### [WHAT THE TASK ASKS]
Of the lines below, report only those that contain "other".

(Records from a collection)

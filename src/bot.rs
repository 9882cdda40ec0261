use crate::action::Action;
use crate::state::SessionView;

/// Interface for anything that picks a seat's action: scripted opponents,
/// interactive players, experiments.
pub trait Bot {
    fn select_action(&mut self, state: &SessionView) -> Action;
}
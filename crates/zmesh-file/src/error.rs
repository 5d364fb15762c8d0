//! 文件操作错误定义

use thiserror::Error;
use zmesh_core::MeshError;

#[derive(Error, Debug)]
pub enum FileError {
    #[error("IO error: {0}")]
    Io(#[from] std::io::Error),

    /// 扩展名错误、非 UTF-8 内容或 2007 之前的版本
    #[error("Invalid file format: {0}")]
    Format(String),

    /// 结构损坏的 DXF
    #[error("Corruption detected: {0}")]
    Corruption(String),

    #[error("No convertible geometry found")]
    EmptyGeometry,

    /// 其他读取错误，原样保留诊断信息
    #[error("{0}")]
    Load(String),

    #[error("Input too large: {size} bytes (limit {limit})")]
    TooLarge { size: usize, limit: usize },

    #[error("Mesh error: {0}")]
    Mesh(MeshError),

    #[error("Archive error: {0}")]
    Archive(#[from] zip::result::ZipError),
}

impl From<MeshError> for FileError {
    fn from(error: MeshError) -> Self {
        match error {
            MeshError::EmptyGeometry => FileError::EmptyGeometry,
            other => FileError::Mesh(other),
        }
    }
}

impl FileError {
    /// 面向最终用户的提示（与原网页服务的提示一致）
    pub fn user_message(&self) -> String {
        match self {
            FileError::Format(_) => "Wybierz plik w formacie DXF minimum 2007.".to_string(),
            FileError::Corruption(_) => "Niepoprawny lub zepsuty plik.".to_string(),
            FileError::EmptyGeometry => "Nieprawidłowa geometria.".to_string(),
            FileError::TooLarge { limit, .. } => {
                format!("Plik jest za duży (maksymalnie {} MB).", limit / (1024 * 1024))
            }
            other => other.to_string(),
        }
    }
}
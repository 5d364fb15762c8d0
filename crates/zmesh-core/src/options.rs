//! 转换参数
//!
//! 所有可调参数都通过这些结构显式传入，核心不依赖任何全局状态。

use crate::math::EPSILON;
use serde::{Deserialize, Serialize};

/// 曲线离散参数
#[derive(Debug, Clone, Copy, PartialEq, Serialize, Deserialize)]
#[serde(default)]
pub struct TessellationOptions {
    /// 相邻离散点之间的最大圆心角（度）
    pub max_step_angle_deg: f64,
    /// 每条曲线的最少分段数
    pub min_segments: usize,
}

impl TessellationOptions {
    /// 最小允许步长，防止配置为 0 时分段数爆炸
    const MIN_STEP_DEG: f64 = 0.1;

    /// 给定扫掠角（弧度，可为负）所需的分段数
    pub fn segments_for(&self, sweep: f64) -> usize {
        let step = self.max_step_angle_deg.max(Self::MIN_STEP_DEG).to_radians();
        let ratio = sweep.abs() / step;
        let segments = (ratio - EPSILON).ceil().max(0.0) as usize;
        segments.max(self.min_segments).max(1)
    }
}

impl Default for TessellationOptions {
    fn default() -> Self {
        Self {
            max_step_angle_deg: 6.0,
            min_segments: 4,
        }
    }
}

/// 网格生成参数
#[derive(Debug, Clone, Copy, PartialEq, Serialize, Deserialize)]
#[serde(default)]
pub struct MeshOptions {
    /// 节点坐标保留的小数位数（去重键）
    pub decimals: u32,
    /// 板单元节点列数，不足时补 0
    pub plate_width: usize,
    /// 颜色号到厚度（米）的除数
    pub thickness_divisor: f64,
    /// 曲线离散参数
    pub tessellation: TessellationOptions,
}

impl Default for MeshOptions {
    fn default() -> Self {
        Self {
            decimals: 3,
            plate_width: 5,
            thickness_divisor: 100.0,
            tessellation: TessellationOptions::default(),
        }
    }
}
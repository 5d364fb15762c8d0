//! 几何图元定义
//!
//! 支持的基本图元：
//! - 三维面 (Face)
//! - 线段 (Line)
//! - 圆弧 (Arc)
//! - 圆 (Circle)
//! - 椭圆 (Ellipse)
//! - 多段线 (Polyline)
//! - 点 (Point)
//!
//! 圆、圆弧和二维多段线的坐标位于 OCS 中，离散时转换为 WCS。

use crate::math::{Point3, Vector3, EPSILON};
use crate::options::TessellationOptions;
use crate::transform::Ocs;
use serde::{Deserialize, Serialize};
use std::f64::consts::TAU;

/// 几何类型枚举
#[derive(Debug, Clone, Serialize, Deserialize)]
pub enum Geometry {
    Face(Face),
    Line(Line),
    Arc(Arc),
    Circle(Circle),
    Ellipse(Ellipse),
    Polyline(Polyline),
    Point(Point),
}

/// 三维面（3 或 4 个顶点）
#[derive(Debug, Clone, Serialize, Deserialize)]
pub struct Face {
    pub vertices: Vec<Point3>,
}

impl Face {
    /// 由 DXF 的四个角点创建，第三、四角点重合时为三角形
    pub fn from_corners(corners: [Point3; 4]) -> Self {
        let [a, b, c, d] = corners;
        let mut vertices = vec![a, b, c];
        if (d - c).norm() > EPSILON {
            vertices.push(d);
        }
        Self { vertices }
    }
}

/// 点
#[derive(Debug, Clone, Copy, Serialize, Deserialize)]
pub struct Point {
    pub position: Point3,
}

impl Point {
    pub fn new(x: f64, y: f64, z: f64) -> Self {
        Self {
            position: Point3::new(x, y, z),
        }
    }
}

/// 线段
#[derive(Debug, Clone, Copy, Serialize, Deserialize)]
pub struct Line {
    pub start: Point3,
    pub end: Point3,
}

impl Line {
    pub fn new(start: Point3, end: Point3) -> Self {
        Self { start, end }
    }
}

/// 圆
#[derive(Debug, Clone, Copy, Serialize, Deserialize)]
pub struct Circle {
    /// 圆心（OCS）
    pub center: Point3,
    pub radius: f64,
    /// 拉伸方向
    pub normal: Vector3,
}

impl Circle {
    pub fn new(center: Point3, radius: f64) -> Self {
        Self {
            center,
            radius,
            normal: Vector3::z(),
        }
    }

    pub fn with_normal(mut self, normal: Vector3) -> Self {
        self.normal = normal;
        self
    }

    /// 离散为闭合点列（首尾重合），WCS 坐标
    pub fn sample_points(&self, options: &TessellationOptions) -> Vec<Point3> {
        let segments = options.segments_for(TAU);
        let ocs = Ocs::from_normal(self.normal);
        sample_circular(&self.center, self.radius, 0.0, TAU, segments)
            .iter()
            .map(|p| ocs.to_wcs(p))
            .collect()
    }
}

/// 圆弧（逆时针，从起始角到终止角）
#[derive(Debug, Clone, Copy, Serialize, Deserialize)]
pub struct Arc {
    /// 圆心（OCS）
    pub center: Point3,
    pub radius: f64,
    /// 起始角度（弧度）
    pub start_angle: f64,
    /// 终止角度（弧度）
    pub end_angle: f64,
    /// 拉伸方向
    pub normal: Vector3,
}

impl Arc {
    pub fn new(center: Point3, radius: f64, start_angle: f64, end_angle: f64) -> Self {
        Self {
            center,
            radius,
            start_angle,
            end_angle,
            normal: Vector3::z(),
        }
    }

    pub fn with_normal(mut self, normal: Vector3) -> Self {
        self.normal = normal;
        self
    }

    /// 获取扫掠角度，起止角重合时视为整圆
    pub fn sweep_angle(&self) -> f64 {
        let sweep = (self.end_angle - self.start_angle).rem_euclid(TAU);
        if sweep < EPSILON {
            TAU
        } else {
            sweep
        }
    }

    /// 离散为点列，WCS 坐标
    pub fn sample_points(&self, options: &TessellationOptions) -> Vec<Point3> {
        let sweep = self.sweep_angle();
        let ocs = Ocs::from_normal(self.normal);
        sample_circular(
            &self.center,
            self.radius,
            self.start_angle,
            sweep,
            options.segments_for(sweep),
        )
        .iter()
        .map(|p| ocs.to_wcs(p))
        .collect()
    }
}

/// 在 OCS 平面内采样圆弧，`sweep` 为负时顺时针
fn sample_circular(
    center: &Point3,
    radius: f64,
    start_angle: f64,
    sweep: f64,
    segments: usize,
) -> Vec<Point3> {
    (0..=segments)
        .map(|i| {
            let angle = start_angle + sweep * (i as f64) / (segments as f64);
            Point3::new(
                center.x + radius * angle.cos(),
                center.y + radius * angle.sin(),
                center.z,
            )
        })
        .collect()
}

// ========== 椭圆 (Ellipse) ==========

/// 椭圆
///
/// 使用 DXF 兼容的参数化方式，中心和长轴均为 WCS：
/// - 中心点 + 长轴端点（相对向量）+ 短轴比例
/// - 起始/终止参数用于椭圆弧
#[derive(Debug, Clone, Copy, Serialize, Deserialize)]
pub struct Ellipse {
    /// 中心点
    pub center: Point3,
    /// 长轴端点（相对于中心的向量）
    pub major_axis: Vector3,
    /// 拉伸方向
    pub normal: Vector3,
    /// 短轴与长轴的比例 (0.0 < ratio <= 1.0)
    pub ratio: f64,
    /// 起始参数（弧度，0.0 表示长轴正方向）
    pub start_param: f64,
    /// 终止参数（弧度，2π 表示完整椭圆）
    pub end_param: f64,
}

impl Ellipse {
    /// 创建椭圆弧
    pub fn arc(
        center: Point3,
        major_axis: Vector3,
        ratio: f64,
        start_param: f64,
        end_param: f64,
    ) -> Self {
        Self {
            center,
            major_axis,
            normal: Vector3::z(),
            ratio: ratio.clamp(EPSILON, 1.0),
            start_param,
            end_param,
        }
    }

    pub fn with_normal(mut self, normal: Vector3) -> Self {
        self.normal = normal;
        self
    }

    /// 短轴端点向量（WCS）
    pub fn minor_axis(&self) -> Vector3 {
        let normal = if self.normal.norm() < EPSILON {
            Vector3::z()
        } else {
            self.normal.normalize()
        };
        normal.cross(&self.major_axis) * self.ratio
    }

    /// 参数跨度，(0, 2π]
    pub fn param_span(&self) -> f64 {
        let span = (self.end_param - self.start_param).rem_euclid(TAU);
        if span < EPSILON {
            TAU
        } else {
            span
        }
    }

    /// 获取椭圆上指定参数的点
    ///
    /// 参数 t 是椭圆的参数化角度，不是真正的几何角度
    pub fn point_at_param(&self, t: f64) -> Point3 {
        self.center + self.major_axis * t.cos() + self.minor_axis() * t.sin()
    }

    /// 离散为点列
    pub fn sample_points(&self, options: &TessellationOptions) -> Vec<Point3> {
        let span = self.param_span();
        let segments = options.segments_for(span);
        (0..=segments)
            .map(|i| self.point_at_param(self.start_param + span * (i as f64) / (segments as f64)))
            .collect()
    }
}

// ========== 多段线 (Polyline) ==========

/// 多段线顶点
#[derive(Debug, Clone, Copy, Serialize, Deserialize)]
pub struct PolylineVertex {
    pub point: Point3,
    /// 凸度（0 表示直线段）
    pub bulge: f64,
}

impl PolylineVertex {
    pub fn new(point: Point3) -> Self {
        Self { point, bulge: 0.0 }
    }

    pub fn with_bulge(point: Point3, bulge: f64) -> Self {
        Self { point, bulge }
    }
}

/// 多段线
///
/// 二维多段线的顶点位于 OCS（z 为标高），三维多段线的 `normal` 为 Z 轴。
#[derive(Debug, Clone, Serialize, Deserialize)]
pub struct Polyline {
    pub vertices: Vec<PolylineVertex>,
    pub closed: bool,
    pub normal: Vector3,
}

impl Polyline {
    pub fn new(vertices: Vec<PolylineVertex>, closed: bool) -> Self {
        Self {
            vertices,
            closed,
            normal: Vector3::z(),
        }
    }

    pub fn with_normal(mut self, normal: Vector3) -> Self {
        self.normal = normal;
        self
    }

    /// 获取段数
    pub fn segment_count(&self) -> usize {
        if self.vertices.len() < 2 {
            0
        } else if self.closed {
            self.vertices.len()
        } else {
            self.vertices.len() - 1
        }
    }

    /// 爆炸为独立的线段/圆弧（OCS 坐标，保持顶点顺序）
    pub fn explode(&self) -> Vec<PolylineSegment> {
        let mut result = Vec::with_capacity(self.segment_count());

        for i in 0..self.segment_count() {
            let v1 = &self.vertices[i];
            let v2 = &self.vertices[(i + 1) % self.vertices.len()];

            let segment = if v1.bulge.abs() < EPSILON {
                None
            } else {
                BulgeArc::from_vertices(v1, v2).map(PolylineSegment::Arc)
            };
            // 弦长为零的凸度段回退到直线
            result.push(
                segment.unwrap_or_else(|| PolylineSegment::Line(Line::new(v1.point, v2.point))),
            );
        }

        result
    }

    /// 离散为连续点列（WCS），相邻段的公共顶点只出现一次
    pub fn sample_points(&self, options: &TessellationOptions) -> Vec<Point3> {
        let ocs = Ocs::from_normal(self.normal);
        let segments = self.explode();
        if segments.is_empty() {
            return self.vertices.iter().map(|v| ocs.to_wcs(&v.point)).collect();
        }

        let mut points: Vec<Point3> = Vec::new();
        for segment in &segments {
            let part = match segment {
                PolylineSegment::Line(line) => vec![line.start, line.end],
                PolylineSegment::Arc(arc) => arc.sample_points(options),
            };
            let skip = usize::from(!points.is_empty());
            points.extend(part.into_iter().skip(skip));
        }
        points.iter().map(|p| ocs.to_wcs(p)).collect()
    }
}

/// 多段线分解后的单段
#[derive(Debug, Clone, Copy)]
pub enum PolylineSegment {
    Line(Line),
    Arc(BulgeArc),
}

/// 由凸度定义的圆弧段（OCS），`sweep` 带符号，正值为逆时针
#[derive(Debug, Clone, Copy)]
pub struct BulgeArc {
    pub start: Point3,
    pub end: Point3,
    pub center: Point3,
    pub radius: f64,
    pub start_angle: f64,
    pub sweep: f64,
}

impl BulgeArc {
    /// 将顶点对转换为圆弧
    fn from_vertices(v1: &PolylineVertex, v2: &PolylineVertex) -> Option<Self> {
        let chord = v2.point - v1.point;
        let chord_len = (chord.x * chord.x + chord.y * chord.y).sqrt();

        if chord_len < EPSILON {
            return None;
        }

        let bulge = v1.bulge;
        let s = chord_len / 2.0;
        let h = s * bulge; // 弧高

        let radius = (s * s + h * h) / (2.0 * h.abs());
        let d = radius - h.abs(); // 圆心到弦的距离

        // 弦的垂直方向
        let perp = if bulge > 0.0 {
            Vector3::new(-chord.y, chord.x, 0.0) / chord_len
        } else {
            Vector3::new(chord.y, -chord.x, 0.0) / chord_len
        };

        let mid = Point3::new(
            (v1.point.x + v2.point.x) / 2.0,
            (v1.point.y + v2.point.y) / 2.0,
            v1.point.z,
        );
        let center = mid + perp * d;
        let start_angle = (v1.point.y - center.y).atan2(v1.point.x - center.x);

        Some(Self {
            start: v1.point,
            end: Point3::new(v2.point.x, v2.point.y, v1.point.z),
            center,
            radius,
            start_angle,
            sweep: 4.0 * bulge.atan(),
        })
    }

    /// 离散为点列（OCS），首尾点精确取顶点
    pub fn sample_points(&self, options: &TessellationOptions) -> Vec<Point3> {
        let mut points = sample_circular(
            &self.center,
            self.radius,
            self.start_angle,
            self.sweep,
            options.segments_for(self.sweep),
        );
        if let Some(first) = points.first_mut() {
            *first = self.start;
        }
        if let Some(last) = points.last_mut() {
            *last = self.end;
        }
        points
    }
}
//! ZMesh 文件处理
//!
//! 支持：
//! - `.dxf` 读取（2007 及以上版本，UTF-8）
//! - 节点/杆件/板表格导出（单个文本文件或 zip）

pub mod convert;
pub mod document;
pub mod dxf_io;
pub mod error;
pub mod export;

pub use convert::{convert, ConversionRequest, ConvertOptions};
pub use document::Document;
pub use error::FileError;
pub use export::{OutputFile, OutputMode};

### [ANSWER TO THE EXERCISE]
            other => FileError::Mesh(other),
            other => other.to_string(),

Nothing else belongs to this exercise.